Seriously she is smart to be starting a family now but she should also consider the legalities of her child being provided for. I understand why she isn't married but her child won't be able to inherit funds but also would have to pay inheritance tax while a spouse wouldn't. I would think a trip to the solicitor for legal advice might be a good idea to make sure everything is properly set up.

MissTwister · 09/03/2015 20:13

I would just say be careful as private does not always mean better care or consultants. For a non pregnancy condition I went private and eventually ended up switching to NHS as the care was so bad. I had unnecessary invasive procedures but did not get what I needed. Turns out if I would have stayed with that consultant and his treatment there would have been a very high chance I would now, a few years on, have cancer. Also the care in the hospital wasn't great - they forgot to check up on me after the operation and I had to get my husband to go out looking for someone in the corridor!

MabelSideswipe · 09/03/2015 20:31

If she would like to maximise her chances of a straightforward vaginal birth she might like to examine the stats in the place of birth study from a couple of years ago. These show that she has a far better chance of a straightforward vaginal birth at home or in a midwife led unit rather than in a consultant led unit - private or otherwise. The chances are higher in a standalone unit (one that is not attached to a consultant unit). Not all MLU's will accept under 18s though. If I had the funds I would go for a private midwife at home, especially one that offered hypnosis or a private standalone midwife led birthing centre.

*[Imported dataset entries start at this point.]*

//! Shared immutable storage for value payloads.

use std::fmt;
use std::ops::Deref;
use std::sync::Arc;

/// Reference-counted, immutable payload.
///
/// Values are never mutated after construction, so cloning a `DataValue`
/// shares its payload instead of copying it. Only this crate constructs
/// `Heap`s; everything else goes through the `DataValue` factories.
pub struct Heap<T>(Arc<T>);

impl<T> Heap<T> {
    pub(crate) fn new(value: T) -> Self {
        Heap(Arc::new(value))
    }
}

impl<T: Clone> Heap<T> {
    /// Clone the payload out of the shared allocation.
    pub fn to_owned_inner(&self) -> T {
        T::clone(&self.0)
    }
}

impl<T> Clone for Heap<T> {
    fn clone(&self) -> Self {
        Heap(Arc::clone(&self.0))
    }
}

impl<T> Deref for Heap<T> {
    type Target = T;

    fn deref(&self) -> &T {
        &self.0
    }
}

impl<T: PartialEq> PartialEq for Heap<T> {
    fn eq(&self, other: &Self) -> bool {
        *self.0 == *other.0
    }
}

impl<T: fmt::Debug> fmt::Debug for Heap<T> {
    fn fmt(&self, f: &mut fmt::Formatter<'_>) -> fmt::Result {
        fmt::Debug::fmt(&*self.0, f)
    }
}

At the very least ask to look at the intervention rates at the Portland and the transfer rates from the MLU to the CLU to check how they compare to the national average which you can find in the latest NICE guidelines on intrapartum care. I don't know how they compare myself but it is important to check I think.

Feckeggblue · 09/03/2015 20:46

Portland like a hospital in the US? I've been unfortunate enough to go to a couple of hospitals in the US (NY) it was like bloody Calcutta. Awful

Focusfocus · 10/03/2015 06:00

Well. I am from bloody Calcutta and it has some pretty nice private hospitals where all my cousins and friends kids have been/are being born. Some even nicer than UK hospitals.

Feckeggblue · 10/03/2015 06:17

Sorry it was just say phrase, poorly though out. I haven't been to Calcutta Smile

Booboostoo · 10/03/2015 06:34

I gave birth privately although not in the UK and I am one of the too posh to push incompetents so I don't know if you want to bother with what I have to say.

For me the most reassuring thing was having my own doctor and midwife, both of whom I saw at each appointment and who were both available for emergencies and the birth. That makes for a reassurance and continuity of care that you do not necessarily get in public health care. The private room, 24/7 meals etc. were also little luxuries that made recovery a bit better - of course I could have coped without but they were nice to have. I also had private health insurance which would have kicked in in case of emergency but the cost of the ELCS all in was 10,000 euros.